The deal, the details of which remained secret until now, has long been slammed by critics as a corporate power grab to the detriment of working people, farmers, the environment and public health systems in the signatory nations.
Eleven states including Chile, Peru, Mexico, Australia, Brunei, Canada, Japan, Malaysia, New Zealand, Singapore and Vietnam are getting closer to signing the deal — even after the United States withdrew from the agreement last year. The deal is set to be signed in Chile on March 8.
Analysts thought the US withdrawal would leave the deal without clout. However, it allowed the remaining countries to remove some rules included in a previous version of the TPP due to Washington’s insistence.
These include the rules raising protections on intellectual property protections on medicines, which some governments and activists had worried would increase the cost of medicine and overall access to healthcare.
The Canadian and Australian governments have welcomed the new version of the deal. However, the Australian Council of Trade Unions slammed the deal on February 21, pointing out it would be easier for companies to exploit “temporary workers” brought from overseas.
The ACTU noted: “The agreement also allows foreign companies to sue Australian governments for making decisions such as the plain packaging laws that have seen smoking rates plummet.”
ACTU assistant secretary Scott Connolly said: “This is a bad deal for working people and a win for corporate power.
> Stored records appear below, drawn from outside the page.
use reqwest::Client;
use serde_json::{json, Value};
use std::time::Duration;
use tracing::{debug, warn};

use crate::error::{Result, SolverError};
use crate::rpc::types::{
    CoinRef, DevInspectResult, EffectsStatus, EventEnvelope, ExecutionResult, ObjectSnapshot,
    ReturnValue, TxCommand, TxPlan,
};

const CONNECTION_TIMEOUT: Duration = Duration::from_secs(5);
const REQUEST_TIMEOUT: Duration = Duration::from_secs(10);
const POOL_IDLE_TIMEOUT: Duration = Duration::from_secs(90);

fn build_http_client() -> Result<Client> {
    Client::builder()
        .tcp_nodelay(true)
        .pool_idle_timeout(POOL_IDLE_TIMEOUT)
        .pool_max_idle_per_host(10)
        .connect_timeout(CONNECTION_TIMEOUT)
        .timeout(REQUEST_TIMEOUT)
        .build()
        .map_err(SolverError::Http)
}

/// Thin, typed wrapper over the ledger's JSON-RPC. Applies no retry of
/// its own; retrying belongs to the solver engine.
#[derive(Clone)]
pub struct RpcClient {
    client: Client,
    endpoint: String,
}

impl RpcClient {
    pub fn new(endpoint: impl Into<String>) -> Result<Self> {
        Ok(Self {
            client: build_http_client()?,
            endpoint: endpoint.into(),
        })
    }

    async fn rpc_call(&self, method: &str, params: Value) -> Result<Value> {
        let request_body = json!({
            "jsonrpc": "2.0",
            "id": 1,
            "method": method,
            "params": params,
        });

        let response = self
            .client
            .post(&self.endpoint)
            .json(&request_body)
            .send()
            .await
            .map_err(|e| SolverError::Transient(format!("RPC request failed: {e}")))?;

        let status = response.status();
        if status.is_server_error() || status == reqwest::StatusCode::REQUEST_TIMEOUT {
            return Err(SolverError::Transient(format!("RPC HTTP {status}")));
        }
        if !status.is_success() {
            return Err(SolverError::Rpc(format!("RPC HTTP {status}")));
        }

        let bytes = response
            .bytes()
            .await
            .map_err(|e| SolverError::Transient(format!("RPC body read failed: {e}")))?;

        let body: Value = serde_json::from_slice(&bytes)
            .map_err(|e| SolverError::Parse(format!("RPC response JSON error: {e}")))?;

        if let Some(error) = body.get("error") {
            let message = error
                .get("message")
                .and_then(Value::as_str)
                .unwrap_or("unknown RPC error")
                .to_string();
            return Err(SolverError::Rpc(message));
        }

        Ok(body.get("result").cloned().unwrap_or(Value::Null))
    }

    /// Read a single on-chain object, surfacing `NotFound` if absent.
    pub async fn get_object(&self, object_id: &str) -> Result<ObjectSnapshot> {
        let params = json!([
            object_id,
            { "showType": true, "showContent": true }
        ]);
        let result = self.rpc_call("sui_getObject", params).await?;

        let data = result
            .get("data")
            .ok_or_else(|| SolverError::NotFound(format!("object {object_id} not found")))?;

        let type_ = data
            .get("type")
            .and_then(Value::as_str)
            .unwrap_or_default()
            .to_string();

        let fields = data
            .get("content")
            .and_then(|c| c.get("fields"))
            .cloned()
            .unwrap_or(Value::Null);

        Ok(ObjectSnapshot {
            object_id: object_id.to_string(),
            type_,
            fields,
        })
    }

    /// List coins of `coin_type` owned by `owner`; order is RPC-native.
    pub async fn get_coins(&self, owner: &str, coin_type: &str) -> Result<Vec<CoinRef>> {
        let params = json!([owner, coin_type]);
        let result = self.rpc_call("suix_getCoins", params).await?;

        let data = result
            .get("data")
            .and_then(Value::as_array)
            .cloned()
            .unwrap_or_default();

        let mut coins = Vec::with_capacity(data.len());
        for coin in data {
            let coin_id = coin
                .get("coinObjectId")
                .and_then(Value::as_str)
                .ok_or_else(|| SolverError::Parse("coin missing coinObjectId".to_string()))?
                .to_string();
            let balance = coin
                .get("balance")
                .and_then(Value::as_str)
                .and_then(|s| s.parse::<u64>().ok())
                .ok_or_else(|| SolverError::Parse("coin missing balance".to_string()))?;
            coins.push(CoinRef { coin_id, balance });
        }
        Ok(coins)
    }

    /// Query the newest (or oldest) `limit` events of `move_event_type`.
    pub async fn query_events(
        &self,
        move_event_type: &str,
        limit: usize,
        descending: bool,
    ) -> Result<Vec<EventEnvelope>> {
        let params = json!([
            { "MoveEventType": move_event_type },
            Value::Null,
            limit,
            descending,
        ]);
        let result = self.rpc_call("suix_queryEvents", params).await?;

        let data = result
            .get("data")
            .and_then(Value::as_array)
            .cloned()
            .unwrap_or_default();

        let mut events = Vec::with_capacity(data.len());
        for event in data {
            let type_ = event
                .get("type")
                .and_then(Value::as_str)
                .unwrap_or_default()
                .to_string();
            let parsed_json = event.get("parsedJson").cloned().unwrap_or(Value::Null);
            let timestamp_ms = event
                .get("timestampMs")
                .and_then(Value::as_str)
                .and_then(|s| s.parse::<u64>().ok())
                .unwrap_or(0);
            events.push(EventEnvelope {
                type_,
                parsed_json,
                timestamp_ms,
            });
        }
        Ok(events)
    }

    /// Simulate a read-only Move call (no gas spent, no state change).
    pub async fn dev_inspect(&self, tx_bytes: &str, sender: &str) -> Result<DevInspectResult> {
        let params = json!([sender, tx_bytes, Value::Null, Value::Null]);
        let result = self.rpc_call("sui_devInspectTransactionBlock", params).await?;

        if let Some(error) = result.get("error").and_then(Value::as_str) {
            warn!("dev_inspect aborted: {error}");
            return Err(parse_move_abort(error));
        }

        let raw_results = result
            .get("results")
            .and_then(Value::as_array)
            .cloned()
            .unwrap_or_default();

        let mut results = Vec::new();
        for call_result in raw_results {
            let return_values = call_result
                .get("returnValues")
                .and_then(Value::as_array)
                .cloned()
                .unwrap_or_default();
            for rv in return_values {
                let pair = rv
                    .as_array()
                    .ok_or_else(|| SolverError::Parse("malformed returnValue".to_string()))?;
                let bytes: Vec<u8> = pair
                    .first()
                    .and_then(Value::as_array)
                    .map(|arr| arr.iter().filter_map(|b| b.as_u64()).map(|b| b as u8).collect())
                    .unwrap_or_default();
                let type_tag = pair
                    .get(1)
                    .and_then(Value::as_str)
                    .unwrap_or_default()
                    .to_string();
                results.push(ReturnValue {
                    bcs_bytes: bytes,
                    type_tag,
                });
            }
        }

        Ok(DevInspectResult { results })
    }

    /// Submit a signed transaction for execution.
    pub async fn execute_signed(&self, tx_bytes: &str, signature: &str) -> Result<ExecutionResult> {
        let params = json!([
            tx_bytes,
            [signature],
            { "showEffects": true, "showEvents": true },
            "WaitForLocalExecution",
        ]);
        let result = self.rpc_call("sui_executeTransactionBlock", params).await?;

        let digest = result
            .get("digest")
            .and_then(Value::as_str)
            .unwrap_or_default()
            .to_string();

        let effects = result.get("effects").cloned().unwrap_or(Value::Null);
        let status_str = effects
            .get("status")
            .and_then(|s| s.get("status"))
            .and_then(Value::as_str)
            .unwrap_or("failure");

        let effects_status = if status_str == "success" {
            EffectsStatus::Success
        } else {
            let abort_code = effects
                .get("status")
                .and_then(|s| s.get("error"))
                .and_then(Value::as_str)
                .and_then(extract_abort_code);
            let reason = effects
                .get("status")
                .and_then(|s| s.get("error"))
                .and_then(Value::as_str)
                .unwrap_or("unknown failure")
                .to_string();
            EffectsStatus::Failure { abort_code, reason }
        };

        let gas_used = effects
            .get("gasUsed")
            .and_then(|g| g.get("computationCost"))
            .and_then(Value::as_str)
            .and_then(|s| s.parse::<u64>().ok())
            .unwrap_or(0);

        let raw_events = result
            .get("events")
            .and_then(Value::as_array)
            .cloned()
            .unwrap_or_default();
        let mut events = Vec::with_capacity(raw_events.len());
        for event in raw_events {
            events.push(EventEnvelope {
                type_: event.get("type").and_then(Value::as_str).unwrap_or_default().to_string(),
                parsed_json: event.get("parsedJson").cloned().unwrap_or(Value::Null),
                timestamp_ms: event
                    .get("timestampMs")
                    .and_then(Value::as_str)
                    .and_then(|s| s.parse::<u64>().ok())
                    .unwrap_or(0),
            });
        }

        debug!(digest = %digest, "transaction executed");

        if let EffectsStatus::Failure { abort_code, reason } = &effects_status {
            return Err(SolverError::Reverted {
                code: abort_code.unwrap_or(u64::MAX),
                reason: reason.clone(),
            });
        }

        Ok(ExecutionResult {
            digest,
            effects_status,
            gas_used,
            events,
        })
    }

    /// Build the unsigned transaction bytes for a plan (pure from the
    /// caller's perspective: the RPC node performs gas/object resolution,
    /// the client never signs).
    pub async fn build_unsigned(&self, tx_plan: &TxPlan, sender: &str) -> Result<String> {
        let params = json!({
            "sender": sender,
            "package": tx_plan.function.package,
            "module": tx_plan.function.module,
            "function": tx_plan.function.function,
            "typeArguments": tx_plan.type_arguments,
            "arguments": tx_plan.arguments.iter().map(describe_arg).collect::<Vec<_>>(),
            "gasBudget": tx_plan.gas_budget,
        });
        let result = self
            .rpc_call("unsafe_moveCall", params)
            .await?;

        result
            .get("txBytes")
            .and_then(Value::as_str)
            .map(|s| s.to_string())
            .ok_or_else(|| SolverError::Parse("build_unsigned: missing txBytes".to_string()))
    }

    /// Build unsigned transaction bytes for an ordered sequence of PTB
    /// commands (Move calls and/or coin-shaping commands) sharing one
    /// transaction. Each `MoveCall`'s own `gas_budget` is ignored; only the
    /// `gas_budget` parameter applies to the whole block.
    pub async fn build_unsigned_ptb(&self, steps: &[TxCommand], sender: &str, gas_budget: u64) -> Result<String> {
        let calls: Vec<Value> = steps.iter().map(describe_command).collect();

        let params = json!({
            "sender": sender,
            "calls": calls,
            "gasBudget": gas_budget,
        });
        let result = self.rpc_call("unsafe_batchMoveCall", params).await?;

        result
            .get("txBytes")
            .and_then(Value::as_str)
            .map(|s| s.to_string())
            .ok_or_else(|| SolverError::Parse("build_unsigned_ptb: missing txBytes".to_string()))
    }
}

fn describe_arg(arg: &crate::rpc::types::TxArg) -> Value {
    use crate::rpc::types::TxArg;
    match arg {
        TxArg::Object(id) => json!({ "Object": id }),
        TxArg::Pure(v) => json!({ "Pure": v }),
        TxArg::Result(idx) => json!({ "Result": idx }),
        TxArg::GasCoin => json!("GasCoin"),
    }
}

fn describe_command(step: &TxCommand) -> Value {
    match step {
        TxCommand::MoveCall(plan) => json!({
            "MoveCall": {
                "package": plan.function.package,
                "module": plan.function.module,
                "function": plan.function.function,
                "typeArguments": plan.type_arguments,
                "arguments": plan.arguments.iter().map(describe_arg).collect::<Vec<_>>(),
            }
        }),
        TxCommand::MergeCoins { destination, sources } => json!({
            "MergeCoins": {
                "destination": describe_arg(destination),
                "sources": sources.iter().map(describe_arg).collect::<Vec<_>>(),
            }
        }),
        TxCommand::SplitCoins { coin, amounts } => json!({
            "SplitCoins": {
                "coin": describe_arg(coin),
                "amounts": amounts.iter().map(describe_arg).collect::<Vec<_>>(),
            }
        }),
    }
}

fn extract_abort_code(error: &str) -> Option<u64> {
    // Sui error strings look like "MoveAbort(..., <code>) in ...".
    let start = error.rfind(", ")?;
    let end = error[start..].find(')')? + start;
    error[start + 2..end].trim().parse().ok()
}

fn parse_move_abort(error: &str) -> SolverError {
    match extract_abort_code(error) {
        Some(code) => SolverError::from_abort_code(code),
        None => SolverError::Rpc(error.to_string()),
    }
}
It will cut the pay and limit the opportunities of working Australians in a huge range of occupations.
“The Malcolm Turnbull government must stop trading away our jobs, wages and opportunities for corporate profits.”
New Zealand economist and Green Party member Barry Coates said of the deal: “We should not allow foreign corporations to bypass our courts and sue our government in an international tribunal.”
Opposition to the trade deal has also been voiced in Chile. The People’s Democratic Movement party said via Twitter the TPP will be disastrous for small and medium-sized businesses and criticised the provision that allows multinational corporations to sue the state in international courts.
They have called for a demonstration in Chile against the TPP for March 7, the day before the deal is to be signed.